What is being asked - Which lines in the entries below contain the string "struct"? Show each of them in full.

Saved data entries -
//! 钉住边界：决定一次子搜索在读段的哪些深度上还能引入替换。
//!
//! 深度从子搜索的起始端量起。四条边界由内到外排列，第 k 条边界之前累计错配不得超过 k，
//! 越过最外侧边界后不再限制个数（只受质量罚分上限约束）。

use serde::{Deserialize, Serialize};

#[derive(Debug, Clone, Copy, PartialEq, Eq, Serialize, Deserialize)]
pub enum PinEdge {
    /// 深度 0：不钉住任何位置
    Beginning,
    /// 种子高/低半区分界
    HiHalfEdge,
    /// 种子末端
    SeedEdge,
}

#[derive(Debug, Clone, Copy, PartialEq, Eq, Serialize, Deserialize)]
pub struct PinPolicy {
    pub edges: [PinEdge; 4],
}

impl PinPolicy {
    pub const fn new(e0: PinEdge, e1: PinEdge, e2: PinEdge, e3: PinEdge) -> Self {
        Self { edges: [e0, e1, e2, e3] }
    }

    /// 整个种子不可再修改
    pub const fn seed_locked() -> Self {
        Self::new(PinEdge::SeedEdge, PinEdge::SeedEdge, PinEdge::SeedEdge, PinEdge::SeedEdge)
    }

    /// 按有效种子长度 `s` 解析为具体深度。
    /// `s` 为奇数时，`nudge_left` 决定分界点取 floor(s/2) 还是 ceil(s/2)；
    /// 从种子两端出发的一对子搜索各取一种，使两边看到的是同一个分界。
    pub fn resolve(&self, seed_len: usize, nudge_left: bool) -> DepthLimits {
        let s = seed_len as u32;
        let hi = hi_half_depth(s, nudge_left);
        let at = |e: PinEdge| match e {
            PinEdge::Beginning => 0,
            PinEdge::HiHalfEdge => hi,
            PinEdge::SeedEdge => s,
        };
        DepthLimits {
            depths: [at(self.edges[0]), at(self.edges[1]), at(self.edges[2]), at(self.edges[3])],
            hi_edge: hi,
            seed_edge: s,
        }
    }
}

#[inline]
pub fn hi_half_depth(seed_len: u32, nudge_left: bool) -> u32 {
    if nudge_left { seed_len / 2 } else { (seed_len + 1) / 2 }
}

/// 解析后的深度限制
#[derive(Debug, Clone, Copy, PartialEq, Eq)]
pub struct DepthLimits {
    pub depths: [u32; 4],
    pub hi_edge: u32,
    pub seed_edge: u32,
}

impl DepthLimits {
    /// 在 `depth` 处引入替换后，累计错配允许的最大值
    #[inline]
    pub fn max_mms_at(&self, depth: u32) -> u8 {
        for (k, &d) in self.depths.iter().enumerate() {
            if depth < d {
                return k as u8;
            }
        }
        u8::MAX
    }
}

#[cfg(test)]
mod tests {
    use super::*;
    use PinEdge::*;

    #[test]
    fn one_mismatch_exact_first_limits() {
        let lim = PinPolicy::new(HiHalfEdge, SeedEdge, SeedEdge, SeedEdge).resolve(10, true);
        assert_eq!(lim.depths, [5, 10, 10, 10]);
        assert_eq!(lim.max_mms_at(0), 0);
        assert_eq!(lim.max_mms_at(4), 0);
        assert_eq!(lim.max_mms_at(5), 1);
        assert_eq!(lim.max_mms_at(9), 1);
        assert_eq!(lim.max_mms_at(10), u8::MAX);
    }

    #[test]
    fn odd_seed_split_agrees_from_both_ends() {
        // 从 5' 端看高半区是 [0, 2)，从种子内侧边界看低半区要占 3 个深度
        assert_eq!(hi_half_depth(5, true), 2);
        assert_eq!(hi_half_depth(5, false), 3);
        assert_eq!(hi_half_depth(5, true) + hi_half_depth(5, false), 5);
    }

    #[test]
    fn half_and_half_three_mismatches() {
        let lim = PinPolicy::new(Beginning, Beginning, HiHalfEdge, SeedEdge).resolve(8, true);
        assert_eq!(lim.max_mms_at(0), 2);
        assert_eq!(lim.max_mms_at(4), 3);
        assert_eq!(lim.max_mms_at(8), u8::MAX);
    }

    #[test]
    fn locked_seed_forbids_everything_inside() {
        let lim = PinPolicy::seed_locked().resolve(6, true);
        assert!((0..6).all(|d| lim.max_mms_at(d) == 0));
    }
}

Output for this exercise -
pub struct PinPolicy {
pub struct DepthLimits {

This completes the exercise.